## TRY IT
Could you write out the lines below exactly, beginning with the first and finishing with the one that contains "are spread over."?

## Saved data entries

//! Maps normalized chakra anchors onto a measured on-screen figure.
//!
//! [`compute_layout`] is the pure core: container and figure rectangles in,
//! percentages and a hotspot scale out. [`LayoutEngine`] is the thin
//! reactive shim a host drives from its resize and image-load observers.

use serde::{Deserialize, Serialize};

use crate::anchors::{chakra_positions, spine_range};
use crate::chakra::ChakraId;
use crate::constants::{
    FALLBACK_SPINE_RATIO, MIN_SPINE_HEIGHT, REFERENCE_SPINE_HEIGHT, SCALE_MAX, SCALE_MIN,
    SPINE_WIDTH_MAX, SPINE_WIDTH_MIN, SPINE_WIDTH_RATIO,
};
use crate::diagnostics::Diagnostics;

/// A measured element box in page pixels.
#[derive(Clone, Copy, Debug, Default, PartialEq, Serialize, Deserialize)]
pub struct Rect {
    pub left: f64,
    pub top: f64,
    pub width: f64,
    pub height: f64,
}

impl Rect {
    pub fn new(left: f64, top: f64, width: f64, height: f64) -> Self {
        Self {
            left,
            top,
            width,
            height,
        }
    }

    /// Undecoded images report zero size.
    pub fn is_usable(&self) -> bool {
        self.width.is_finite() && self.height.is_finite() && self.width > 0.0 && self.height > 0.0
    }
}

/// Vertical band, relative to the container, that anchors are spread over.
#[derive(Clone, Copy, Debug, Default, PartialEq, Serialize, Deserialize)]
pub struct SpineRect {
    pub top: f64,
    pub height: f64,
}

/// Guide line placement. Pixel values except `left_percent`.
#[derive(Clone, Copy, Debug, Default, PartialEq, Serialize)]
pub struct SpineStyle {
    pub top: f64,
    pub left_percent: f64,
    pub height: f64,
    pub width: f64,
    pub transform: &'static str,
}

#[derive(Clone, Copy, Debug, PartialEq, Serialize)]
pub struct ChakraPosition {
    pub id: ChakraId,
    pub x_percent: f64,
    pub y_percent: f64,
}

#[derive(Clone, Debug, Default, PartialEq, Serialize)]
pub struct LayoutGeometry {
    pub container_width: f64,
    pub container_height: f64,
    /// Figure offset from the container top, when measured.
    pub image_top: Option<f64>,
    pub image_height: Option<f64>,
    pub spine: SpineRect,
    pub scale: f64,
    pub positions: Vec<ChakraPosition>,
    pub spine_style: SpineStyle,
}

impl LayoutGeometry {
    /// Zeroed geometry for "not measured yet".
    pub fn empty() -> Self {
        Self::default()
    }

    pub fn is_ready(&self) -> bool {
        !self.positions.is_empty()
    }
}

/// Spine band for a container. A usable figure measurement is clamped to
/// `[200, container_height]` tall and kept inside the container; without
/// one, a centred band of 70% of the container is used.
pub fn spine_rect(container_height: f64, figure: Option<(f64, f64)>) -> SpineRect {
    let container_height = container_height.max(0.0);
    match figure {
        Some((top, height)) if height.is_finite() && height > 0.0 && top.is_finite() => {
            let height = height.max(MIN_SPINE_HEIGHT).min(container_height);
            let top = top.max(0.0).min(container_height - height);
            SpineRect { top, height }
        }
        _ => {
            let height = (container_height * FALLBACK_SPINE_RATIO)
                .max(MIN_SPINE_HEIGHT)
                .min(container_height);
            SpineRect {
                top: (container_height - height) / 2.0,
                height,
            }
        }
    }
}

/// Hotspot scale relative to the designed 560px spine, bounded to [0.85, 1.25].
pub fn layout_scale(spine_height: f64) -> f64 {
    (spine_height / REFERENCE_SPINE_HEIGHT).clamp(SCALE_MIN, SCALE_MAX)
}

pub fn spine_width(container_width: f64) -> f64 {
    (container_width * SPINE_WIDTH_RATIO).clamp(SPINE_WIDTH_MIN, SPINE_WIDTH_MAX)
}

/// Pure layout. A missing or zero-height container yields empty geometry.
pub fn compute_layout(container: Option<Rect>, figure: Option<Rect>) -> LayoutGeometry {
    let Some(container) = container.filter(|c| c.height.is_finite() && c.height > 0.0) else {
        return LayoutGeometry::empty();
    };
    let container_width = if container.width.is_finite() {
        container.width.max(0.0)
    } else {
        0.0
    };
    let container_height = container.height;

    let figure = figure.filter(Rect::is_usable);
    let image_top = figure.map(|f| f.top - container.top);
    let image_height = figure.map(|f| f.height);

    let spine = spine_rect(container_height, image_top.zip(image_height));
    let scale = layout_scale(spine.height);

    let positions = chakra_positions()
        .into_iter()
        .map(|anchor| {
            let y_px = spine.top + anchor.y * spine.height;
            ChakraPosition {
                id: anchor.id,
                x_percent: anchor.x * 100.0,
                y_percent: y_px / container_height * 100.0,
            }
        })
        .collect();

    let range = spine_range();
    let spine_style = SpineStyle {
        top: spine.top + range.top * spine.height,
        left_percent: 50.0,
        height: (range.bottom - range.top) * spine.height,
        width: spine_width(container_width),
        transform: "translateX(-50%)",
    };

    LayoutGeometry {
        container_width,
        container_height,
        image_top,
        image_height,
        spine,
        scale,
        positions,
        spine_style,
    }
}

/// What caused a refresh. Informational only; every refresh is a full
/// recomputation.
#[derive(Clone, Copy, Debug, PartialEq, Eq, Serialize)]
#[serde(rename_all = "snake_case")]
pub enum LayoutTrigger {
    Mount,
    ContainerResize,
    FigureResize,
    ImageLoad,
    SheetResize,
}

/// Host-side measurements. `None` means the element is not mounted.
pub trait FigureHost {
    fn container(&self) -> Option<Rect>;

    /// Wrapper around the figure image; preferred when present.
    fn figure_wrapper(&self) -> Option<Rect> {
        None
    }

    fn figure_image(&self) -> Option<Rect>;
}

pub struct LayoutEngine {
    geometry: LayoutGeometry,
    last_inputs: Option<(Option<Rect>, Option<Rect>)>,
    connected: bool,
    recomputes: u64,
    diagnostics: Option<Box<dyn Diagnostics>>,
}

impl LayoutEngine {
    pub fn new() -> Self {
        Self {
            geometry: LayoutGeometry::empty(),
            last_inputs: None,
            connected: true,
            recomputes: 0,
            diagnostics: None,
        }
    }

    pub fn with_diagnostics(mut self, diagnostics: Box<dyn Diagnostics>) -> Self {
        self.diagnostics = Some(diagnostics);
        self
    }

    /// Re-measure and recompute. Identical measurements reuse the previous
    /// geometry. Ignored once disconnected.
    pub fn refresh(&mut self, host: &impl FigureHost, trigger: LayoutTrigger) -> &LayoutGeometry {
        if !self.connected {
            return &self.geometry;
        }
        let container = host.container();
        let figure = host.figure_wrapper().or_else(|| host.figure_image());
        let inputs = (container, figure);
        if self.last_inputs != Some(inputs) {
            self.geometry = compute_layout(container, figure);
            self.last_inputs = Some(inputs);
            self.recomputes += 1;
        }
        if let Some(diag) = self.diagnostics.as_mut() {
            diag.on_layout(trigger, &self.geometry);
        }
        &self.geometry
    }

    pub fn geometry(&self) -> &LayoutGeometry {
        &self.geometry
    }

    /// Number of full recomputations performed.
    pub fn recomputes(&self) -> u64 {
        self.recomputes
    }

    pub fn is_connected(&self) -> bool {
        self.connected
    }

    /// Stop reacting to measurements; the last geometry stays readable.
    pub fn disconnect(&mut self) {
        self.connected = false;
    }
}

impl Default for LayoutEngine {
    fn default() -> Self {
        Self::new()
    }
}

#[cfg(test)]
mod tests {
    use super::*;

    fn container(width: f64, height: f64) -> Rect {
        Rect::new(0.0, 0.0, width, height)
    }

    #[test]
    fn test_measured_figure() {
        let geo = compute_layout(
            Some(container(400.0, 1000.0)),
            Some(Rect::new(50.0, 100.0, 300.0, 500.0)),
        );
        assert_eq!(geo.spine, SpineRect { top: 100.0, height: 500.0 });
        let heart = geo.positions.iter().find(|p| p.id == ChakraId::Heart).unwrap();
        assert!((heart.y_percent - 35.0).abs() < 1e-9);
        assert_eq!(heart.x_percent, 50.0);
        assert!((geo.scale - 500.0 / 560.0).abs() < 1e-12);
    }

    #[test]
    fn test_fallback_centred() {
        let spine = spine_rect(1000.0, None);
        assert_eq!(spine.height, 700.0);
        assert!((spine.top - 150.0).abs() < 1e-9);

        let small = spine_rect(250.0, None);
        assert_eq!(small.height, 200.0);
        assert_eq!(small.top, 25.0);

        let tiny = spine_rect(150.0, None);
        assert_eq!(tiny.height, 150.0);
        assert_eq!(tiny.top, 0.0);
    }

    #[test]
    fn test_figure_clamped_into_container() {
        let short = spine_rect(1000.0, Some((50.0, 120.0)));
        assert_eq!(short.height, 200.0);
        assert_eq!(short.top, 50.0);

        let tall = spine_rect(600.0, Some((-40.0, 900.0)));
        assert_eq!(tall, SpineRect { top: 0.0, height: 600.0 });

        let low = spine_rect(800.0, Some((700.0, 300.0)));
        assert_eq!(low, SpineRect { top: 500.0, height: 300.0 });
    }

    #[test]
    fn test_zero_size_image_falls_back() {
        let geo = compute_layout(
            Some(container(400.0, 1000.0)),
            Some(Rect::new(0.0, 100.0, 0.0, 0.0)),
        );
        assert_eq!(geo.image_height, None);
        assert_eq!(geo.spine.height, 700.0);
    }

    #[test]
    fn test_image_top_relative_to_container() {
        let geo = compute_layout(
            Some(Rect::new(0.0, 300.0, 400.0, 1000.0)),
            Some(Rect::new(0.0, 400.0, 300.0, 500.0)),
        );
        assert_eq!(geo.image_top, Some(100.0));
        assert_eq!(geo.spine.top, 100.0);
    }

    #[test]
    fn test_scale_bounds() {
        assert_eq!(layout_scale(100.0), 0.85);
        assert_eq!(layout_scale(560.0), 1.0);
        assert_eq!(layout_scale(2000.0), 1.25);
    }

    #[test]
    fn test_spine_width_bounds() {
        assert_eq!(spine_width(100.0), 2.0);
        assert!((spine_width(1000.0) - 6.0).abs() < 1e-9);
        assert_eq!(spine_width(5000.0), 8.0);
    }

    #[test]
    fn test_spine_style_spans_crown_to_root() {
        let geo = compute_layout(
            Some(container(400.0, 1000.0)),
            Some(Rect::new(0.0, 100.0, 300.0, 500.0)),
        );
        let range = spine_range();
        assert!((geo.spine_style.top - (100.0 + range.top * 500.0)).abs() < 1e-9);
        assert!((geo.spine_style.height - (range.bottom - range.top) * 500.0).abs() < 1e-9);
        assert_eq!(geo.spine_style.left_percent, 50.0);
        assert_eq!(geo.spine_style.transform, "translateX(-50%)");
    }

    #[test]
    fn test_missing_container_is_empty() {
        let geo = compute_layout(None, Some(Rect::new(0.0, 0.0, 100.0, 100.0)));
        assert!(!geo.is_ready());
        assert_eq!(geo.scale, 0.0);
        assert!(!compute_layout(Some(container(400.0, 0.0)), None).is_ready());
    }

    struct FakeHost {
        container: Option<Rect>,
        wrapper: Option<Rect>,
        image: Option<Rect>,
    }

    impl FigureHost for FakeHost {
        fn container(&self) -> Option<Rect> {
            self.container
        }

        fn figure_wrapper(&self) -> Option<Rect> {
            self.wrapper
        }

        fn figure_image(&self) -> Option<Rect> {
            self.image
        }
    }

    #[test]
    fn test_engine_prefers_wrapper_and_memoizes() {
        let mut host = FakeHost {
            container: Some(container(400.0, 1000.0)),
            wrapper: Some(Rect::new(0.0, 100.0, 300.0, 500.0)),
            image: Some(Rect::new(0.0, 120.0, 280.0, 460.0)),
        };
        let mut engine = LayoutEngine::new();
        assert_eq!(engine.refresh(&host, LayoutTrigger::Mount).spine.height, 500.0);
        engine.refresh(&host, LayoutTrigger::SheetResize);
        assert_eq!(engine.recomputes(), 1);

        host.wrapper = None;
        assert_eq!(engine.refresh(&host, LayoutTrigger::FigureResize).spine.height, 460.0);
        assert_eq!(engine.recomputes(), 2);
    }

    #[test]
    fn test_engine_fallback_then_refine() {
        let mut host = FakeHost {
            container: Some(container(400.0, 1000.0)),
            wrapper: None,
            image: Some(Rect::new(0.0, 0.0, 0.0, 0.0)),
        };
        let mut engine = LayoutEngine::new();
        assert_eq!(engine.refresh(&host, LayoutTrigger::Mount).spine.height, 700.0);
        host.image = Some(Rect::new(0.0, 100.0, 300.0, 500.0));
        assert_eq!(engine.refresh(&host, LayoutTrigger::ImageLoad).spine.height, 500.0);
    }

    #[test]
    fn test_disconnect_ignores_refresh() {
        let mut host = FakeHost {
            container: None,
            wrapper: None,
            image: None,
        };
        let mut engine = LayoutEngine::new();
        assert!(!engine.refresh(&host, LayoutTrigger::Mount).is_ready());
        engine.disconnect();
        host.container = Some(container(400.0, 1000.0));
        assert!(!engine.refresh(&host, LayoutTrigger::ContainerResize).is_ready());
        assert!(!engine.is_connected());
    }
}
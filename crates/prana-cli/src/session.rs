//! Live terminal session: a scaled monotonic clock, a tokio interval as the
//! display refresh, and a line-per-phase readout.

use std::cell::{Cell, RefCell};
use std::io::{self, Write};
use std::rc::Rc;
use std::time::Duration;

use anyhow::{Context, Result};
use prana_core::{
    BreathCycle, BreathEngine, BreathUpdate, EngineStatus, FrameQueue, MonotonicClock, PhaseName,
};
use tokio::time::MissedTickBehavior;

use crate::diagnostics::TracingDiagnostics;

/// Roughly one display refresh at 60 Hz.
const FRAME_INTERVAL: Duration = Duration::from_millis(16);

pub struct SessionOptions {
    pub total_seconds: f64,
    pub time_scale: f64,
    pub verbose: bool,
}

/// Prints one line each time the phase changes.
struct PhaseReporter<W> {
    out: W,
    last: Option<PhaseName>,
}

impl<W: Write> PhaseReporter<W> {
    fn new(out: W) -> Self {
        Self { out, last: None }
    }

    fn report(&mut self, update: &BreathUpdate) -> io::Result<()> {
        if update.total_remaining <= 0.0 || self.last == Some(update.phase) {
            return Ok(());
        }
        self.last = Some(update.phase);
        writeln!(
            self.out,
            "{:>7.1}s  {:<11} {:>4}  {:.0}s left",
            update.total_elapsed,
            update.phase.as_str(),
            update.direction.as_str(),
            update.total_remaining.ceil()
        )?;
        self.out.flush()
    }
}

pub async fn run_session(cycle: BreathCycle, opts: SessionOptions) -> Result<EngineStatus> {
    let completed = Rc::new(Cell::new(false));
    let done = Rc::clone(&completed);
    let write_error: Rc<RefCell<Option<io::Error>>> = Rc::new(RefCell::new(None));
    let failed = Rc::clone(&write_error);
    let mut reporter = PhaseReporter::new(io::stdout());

    let clock = MonotonicClock::scaled(opts.time_scale);
    let mut engine = BreathEngine::new(cycle, opts.total_seconds, clock, FrameQueue::new())
        .on_update(move |update| {
            if let Err(e) = reporter.report(update) {
                failed.borrow_mut().get_or_insert(e);
            }
        })
        .on_complete(move || done.set(true));
    if opts.verbose {
        engine = engine.with_diagnostics(Box::new(TracingDiagnostics));
    }

    engine.start().context("cannot start breath session")?;
    tracing::info!(
        "session started: {:.1}s total, cycle {:.1}s, time scale {}",
        engine.total_seconds(),
        engine.cycle().length(),
        clock.scale()
    );

    let mut frames = tokio::time::interval(FRAME_INTERVAL);
    frames.set_missed_tick_behavior(MissedTickBehavior::Skip);
    let ctrl_c = tokio::signal::ctrl_c();
    tokio::pin!(ctrl_c);

    loop {
        tokio::select! {
            _ = frames.tick() => {
                if engine.scheduler_mut().take_due().is_some() {
                    engine.on_frame();
                }
                let failure = write_error.borrow_mut().take();
                if let Some(e) = failure {
                    engine.stop();
                    return Err(e).context("failed to write session output");
                }
                if !engine.scheduler().is_pending() {
                    break;
                }
            }
            signal = &mut ctrl_c => {
                signal.context("failed to listen for Ctrl-C")?;
                engine.stop();
                break;
            }
        }
    }

    if completed.get() {
        println!("session complete ({:.0}s)", engine.total_seconds());
    } else {
        println!("session stopped");
    }
    Ok(engine.status())
}
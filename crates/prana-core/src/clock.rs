//! Time sources for the breath engine.
//!
//! The engine only ever asks for "now" in seconds on a monotonic scale.
//! `None` means the platform has no usable source.

use std::cell::Cell;
use std::rc::Rc;
use std::time::Instant;

pub trait Clock {
    fn now(&self) -> Option<f64>;
}

/// Lets a host pass the result of platform detection straight through.
impl<C: Clock> Clock for Option<C> {
    fn now(&self) -> Option<f64> {
        self.as_ref()?.now()
    }
}

impl<C: Clock + ?Sized> Clock for Box<C> {
    fn now(&self) -> Option<f64> {
        (**self).now()
    }
}

/// Monotonic wall time since construction, optionally sped up.
#[derive(Clone, Copy, Debug)]
pub struct MonotonicClock {
    origin: Instant,
    scale: f64,
}

impl MonotonicClock {
    pub fn new() -> Self {
        Self::scaled(1.0)
    }

    /// A clock running `scale` times faster than real time.
    /// Non-positive or non-finite scales fall back to real time.
    pub fn scaled(scale: f64) -> Self {
        let scale = if scale.is_finite() && scale > 0.0 {
            scale
        } else {
            1.0
        };
        Self {
            origin: Instant::now(),
            scale,
        }
    }

    pub fn scale(&self) -> f64 {
        self.scale
    }
}

impl Default for MonotonicClock {
    fn default() -> Self {
        Self::new()
    }
}

impl Clock for MonotonicClock {
    fn now(&self) -> Option<f64> {
        Some(self.origin.elapsed().as_secs_f64() * self.scale)
    }
}

/// Hand-driven clock. Clones share the same time.
#[derive(Clone, Debug, Default)]
pub struct ManualClock {
    now: Rc<Cell<f64>>,
}

impl ManualClock {
    pub fn new(start: f64) -> Self {
        Self {
            now: Rc::new(Cell::new(start)),
        }
    }

    pub fn set(&self, seconds: f64) {
        self.now.set(seconds);
    }

    pub fn advance(&self, seconds: f64) {
        self.now.set(self.now.get() + seconds);
    }

    pub fn get(&self) -> f64 {
        self.now.get()
    }
}

impl Clock for ManualClock {
    fn now(&self) -> Option<f64> {
        Some(self.now.get())
    }
}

## REPLY
//! Maps normalized chakra anchors onto a measured on-screen figure.
//!
//! [`compute_layout`] is the pure core: container and figure rectangles in,
//! percentages and a hotspot scale out. [`LayoutEngine`] is the thin
//! reactive shim a host drives from its resize and image-load observers.

use serde::{Deserialize, Serialize};

use crate::anchors::{chakra_positions, spine_range};
use crate::chakra::ChakraId;
use crate::constants::{
    FALLBACK_SPINE_RATIO, MIN_SPINE_HEIGHT, REFERENCE_SPINE_HEIGHT, SCALE_MAX, SCALE_MIN,
    SPINE_WIDTH_MAX, SPINE_WIDTH_MIN, SPINE_WIDTH_RATIO,
};
use crate::diagnostics::Diagnostics;

/// A measured element box in page pixels.
#[derive(Clone, Copy, Debug, Default, PartialEq, Serialize, Deserialize)]
pub struct Rect {
    pub left: f64,
    pub top: f64,
    pub width: f64,
    pub height: f64,
}

impl Rect {
    pub fn new(left: f64, top: f64, width: f64, height: f64) -> Self {
        Self {
            left,
            top,
            width,
            height,
        }
    }

    /// Undecoded images report zero size.
    pub fn is_usable(&self) -> bool {
        self.width.is_finite() && self.height.is_finite() && self.width > 0.0 && self.height > 0.0
    }
}

/// Vertical band, relative to the container, that anchors are spread over.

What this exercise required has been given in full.